RAW DATA:
/// Encoder settings which impact the produced bitstream.
#[derive(Clone, Debug, PartialEq, Serialize, Deserialize)]
pub struct EncoderConfig {
  // source geometry
  /// Width of the source frames in pixels.
  pub width: usize,
  /// Height of the source frames in pixels.
  pub height: usize,
  /// Frame rate in frames per second.
  pub frame_rate: u32,
  /// Number of frames to skip at the start of the input.
  pub frame_skip: u32,
  /// Number of frames to encode.
  pub frames_to_encode: usize,
  /// Field-based coding.
  pub field_coding: bool,
  /// Top field first, for field-based coding.
  pub top_field_first: bool,

  // data format
  /// Bit depth of the input, per channel. Chroma falls back to luma.
  pub input_bit_depth: BitDepths,
  /// Bit depth after MSB extension; falls back to the input bit depth.
  pub msb_extended_bit_depth: BitDepths,
  /// Bit depth the codec operates at; falls back to the MSB-extended
  /// bit depth.
  pub internal_bit_depth: BitDepths,
  /// Bit depth of the output; falls back to the internal bit depth.
  pub output_bit_depth: BitDepths,
  /// Chroma format of the input.
  pub input_chroma_format: ChromaFormat,
  /// Coded chroma format; `None` means follow the input format.
  pub chroma_format_override: Option<ChromaFormat>,
  /// Resolved coded chroma format. Derived.
  pub chroma_format: ChromaFormat,
  /// Increased internal accuracies to support high bit depths.
  pub extended_precision: bool,
  /// High precision weighted prediction.
  pub high_precision_weighting: bool,

  // conformance window
  /// How the conformance window and padding are derived.
  pub conformance_mode: ConformanceMode,
  /// Horizontal and vertical source padding, for mode 2.
  pub pad: [u32; 2],
  /// Conformance window offsets, for mode 3. Derived for modes 1 and 2.
  pub conf_win: ConformanceWindow,
  /// Coded picture width after padding. Derived.
  pub coded_width: usize,
  /// Coded picture height after padding. Derived.
  pub coded_height: usize,

  // profile, tier, level
  /// Profile name to encode with, possibly an RExt sub-profile
  /// shorthand. Shorthands decompose into the constraint fields during
  /// normalization.
  pub extended_profile: ExtendedProfile,
  /// Resolved coded profile. Derived.
  pub profile: Profile,
  /// Tier for interpretation of the level.
  pub tier: Tier,
  /// Level limit.
  pub level: Level,
  /// Bit depth constraint for RExt profiles; 0 selects automatically.
  pub bit_depth_constraint: u32,
  /// Chroma format constraint for RExt profiles; `None` selects
  /// automatically.
  pub chroma_format_constraint: Option<ChromaFormat>,
  /// Value of `general_intra_constraint_flag` for RExt profiles.
  pub intra_constraint: bool,
  /// Value of `general_lower_bit_rate_constraint_flag`.
  pub lower_bit_rate_constraint: bool,

  // unit definition
  /// Maximum CU width. Must be a power of two.
  pub max_cu_width: u32,
  /// Maximum CU height. Must be a power of two.
  pub max_cu_height: u32,
  /// CU partitioning depth.
  pub max_cu_depth: u32,
  /// Maximum TU size in log2.
  pub tu_log2_max_size: u32,
  /// Minimum TU size in log2.
  pub tu_log2_min_size: u32,
  /// Depth of the TU tree for intra CUs.
  pub tu_max_depth_intra: u32,
  /// Depth of the TU tree for inter CUs.
  pub tu_max_depth_inter: u32,

  // coding structure
  /// Intra period in frames; -1 codes only the first frame intra.
  pub intra_period: i32,
  /// Intra refresh type: 0 none, 1 CRA, 2 IDR, 3 recovery point SEI.
  pub decoding_refresh_type: u32,
  /// GOP size of the temporal structure.
  pub gop_size: usize,
  /// GOP template, one entry per frame in coding order. Entries past
  /// `gop_size` are synthesized during expansion.
  pub gop: Vec<GopEntry>,

  // motion search
  /// Motion search mode: 0 full, 1 diamond, 2 PMVFAST.
  pub fast_search: u32,
  /// Motion search range.
  pub search_range: i32,
  /// Motion search range for bipred refinement.
  pub bipred_search_range: i32,
  /// Hadamard ME for fractional-pel.
  pub hadamard_me: bool,
  /// Adaptive motion search range.
  pub adaptive_search_range: bool,

  // quantization
  /// Base QP.
  pub qp: i32,
  /// Maximum dQP offset for blocks.
  pub max_delta_qp: u32,
  /// Maximum dQP offset for slice-level multi-QP optimization.
  pub delta_qp_rd: u32,
  /// Maximum depth for a minimum CU dQP.
  pub max_cu_dqp_depth: u32,
  /// Chroma Cb QP offset.
  pub cb_qp_offset: i32,
  /// Chroma Cr QP offset.
  pub cr_qp_offset: i32,
  /// Maximum depth for CU chroma QP adjustment; negative disables.
  pub chroma_qp_adjustment_depth: i32,
  /// QP adaptation based on a psycho-visual model.
  pub adaptive_qp: bool,
  /// QP adaptation range.
  pub qp_adaptation_range: i32,
  /// Adaptive QP selection.
  pub adaptive_qp_select: bool,
  /// Rate-distortion optimized quantization.
  pub rdoq: bool,
  /// RDOQ for transform skipped blocks.
  pub rdoq_ts: bool,
  /// RD penalty for 32x32 intra TUs in non-intra slices: 0 disabled,
  /// 1 penalty, 2 maximum penalty.
  pub rd_penalty: u32,

  // deblocking filter
  /// Disable the deblocking filter.
  pub loop_filter_disable: bool,
  /// Signal the deblocking offsets in the PPS.
  pub loop_filter_offset_in_pps: bool,
  /// Deblocking beta offset (div 2).
  pub loop_filter_beta_offset_div2: i32,
  /// Deblocking tc offset (div 2).
  pub loop_filter_tc_offset_div2: i32,
  /// Signal deblocking filter control parameters.
  pub deblocking_control_present: bool,

  // coding tools
  /// Asymmetric motion partitions.
  pub amp: bool,
  /// Cross-component prediction (4:4:4 only).
  pub cross_component_prediction: bool,
  /// Use the reconstructed residual for the cross-component alpha
  /// estimate.
  pub recon_based_cross_component_estimate: bool,
  /// Sample adaptive offset filter.
  pub sao: bool,
  /// Luma SAO offset bit shift; negative selects a value derived from
  /// the bit depth and QP.
  pub sao_luma_offset_bit_shift: i32,
  /// Chroma SAO offset bit shift; negative selects a derived value.
  pub sao_chroma_offset_bit_shift: i32,
  /// Intra transform skipping.
  pub transform_skip: bool,
  /// Fast intra transform skipping.
  pub transform_skip_fast: bool,
  /// Maximum transform-skip size in log2. Values other than 2 are an
  /// RExt tool.
  pub transform_skip_log2_max_size: u32,
  /// Implicitly signalled residual DPCM for intra.
  pub implicit_rdpcm: bool,
  /// Explicitly signalled residual DPCM for inter.
  pub explicit_rdpcm: bool,
  /// Rotation of transform-skipped TUs prior to entropy coding.
  pub residual_rotation: bool,
  /// Single significance map context for transform-skipped TUs.
  pub single_significance_map_context: bool,
  /// Adaptation of the Golomb-Rice parameter over each slice.
  pub golomb_rice_adaptation: bool,
  /// Align the CABAC engine prior to bypass data. High-throughput
  /// profile only.
  pub align_cabac_before_bypass: bool,
  /// Intra reference sample smoothing.
  pub intra_reference_smoothing: bool,
  /// Strong intra smoothing for 32x32 blocks.
  pub strong_intra_smoothing: bool,
  /// Constrained intra prediction.
  pub constrained_intra_prediction: bool,
  /// PCM sample bypass coding.
  pub pcm: bool,
  /// Maximum PCM block size in log2.
  pub pcm_log2_max_size: u32,
  /// Minimum PCM block size in log2.
  pub pcm_log2_min_size: u32,
  /// Code PCM samples at the input bit depth rather than internal.
  pub pcm_input_bit_depth: bool,
  /// Disable loop filtering of PCM blocks.
  pub pcm_filter_disable: bool,
  /// Weighted prediction in P slices.
  pub weighted_pred_p: bool,
  /// Weighted bi-prediction in B slices.
  pub weighted_pred_b: bool,
  /// Parallel merge estimation region in log2.
  pub log2_parallel_merge_level: u32,
  /// Sign bit hiding.
  pub sign_hiding: bool,
  /// Maximum number of merge candidates.
  pub max_num_merge_cand: u32,
  /// TMVP mode: 0 disabled, 1 enabled, 2 enabled for certain slices.
  pub tmvp_mode: u32,
  /// Signal `transquant_bypass_enable_flag` in the PPS.
  pub transquant_bypass_enable: bool,
  /// Force transquant bypass mode on every CU.
  pub transquant_bypass_force: bool,
  /// Cost function for mode decision.
  pub cost_mode: CostMode,

  // slices, tiles, wavefront
  /// Slice mode: 0 disabled, 1 max CTUs, 2 max bytes, 3 tiles.
  pub slice_mode: u32,
  /// Argument of the selected slice mode.
  pub slice_argument: u32,
  /// Slice segment mode: 0 disabled, 1 max CTUs, 2 max bytes, 3 tiles.
  pub slice_segment_mode: u32,
  /// Argument of the selected slice segment mode.
  pub slice_segment_argument: u32,
  /// Distribute tile boundaries uniformly.
  pub uniform_tile_spacing: bool,
  /// Number of tile columns, minus 1.
  pub num_tile_columns_minus1: usize,
  /// Tile column widths in CTUs, for non-uniform spacing.
  pub tile_column_widths: Vec<u32>,
  /// Number of tile rows, minus 1.
  pub num_tile_rows_minus1: usize,
  /// Tile row heights in CTUs, for non-uniform spacing.
  pub tile_row_heights: Vec<u32>,
  /// Loop filtering across tile boundaries.
  pub loop_filter_across_tiles: bool,
  /// Loop filtering across slice boundaries.
  pub loop_filter_across_slices: bool,
  /// Wavefront parallel processing synchronization.
  pub wavefront_synchro: i32,
  /// Number of wavefront substreams. Derived.
  pub wavefront_substreams: usize,

  // SEI messages
  /// Decoded picture hash SEI type.
  pub decoded_picture_hash: DecodedPictureHash,
  /// Recovery point SEI messages.
  pub recovery_point_sei: bool,
  /// Tone mapping SEI parameters.
  pub tone_mapping: Option<ToneMapping>,
  /// Knee function SEI parameters.
  pub knee_function: Option<KneeFunction>,
  /// Mastering display colour volume SEI parameters.
  pub mastering_display: Option<MasteringDisplay>,
  /// Frame packing arrangement SEI parameters.
  pub frame_packing: Option<FramePacking>,
  /// Temporal motion-constrained tile sets SEI message.
  pub tmcts_sei: bool,
}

WHAT TO WORK ON: Please state how many lines in the entries include the string "disabled", giving no more than the number.

ANSWER TO THE PROBLEM: 4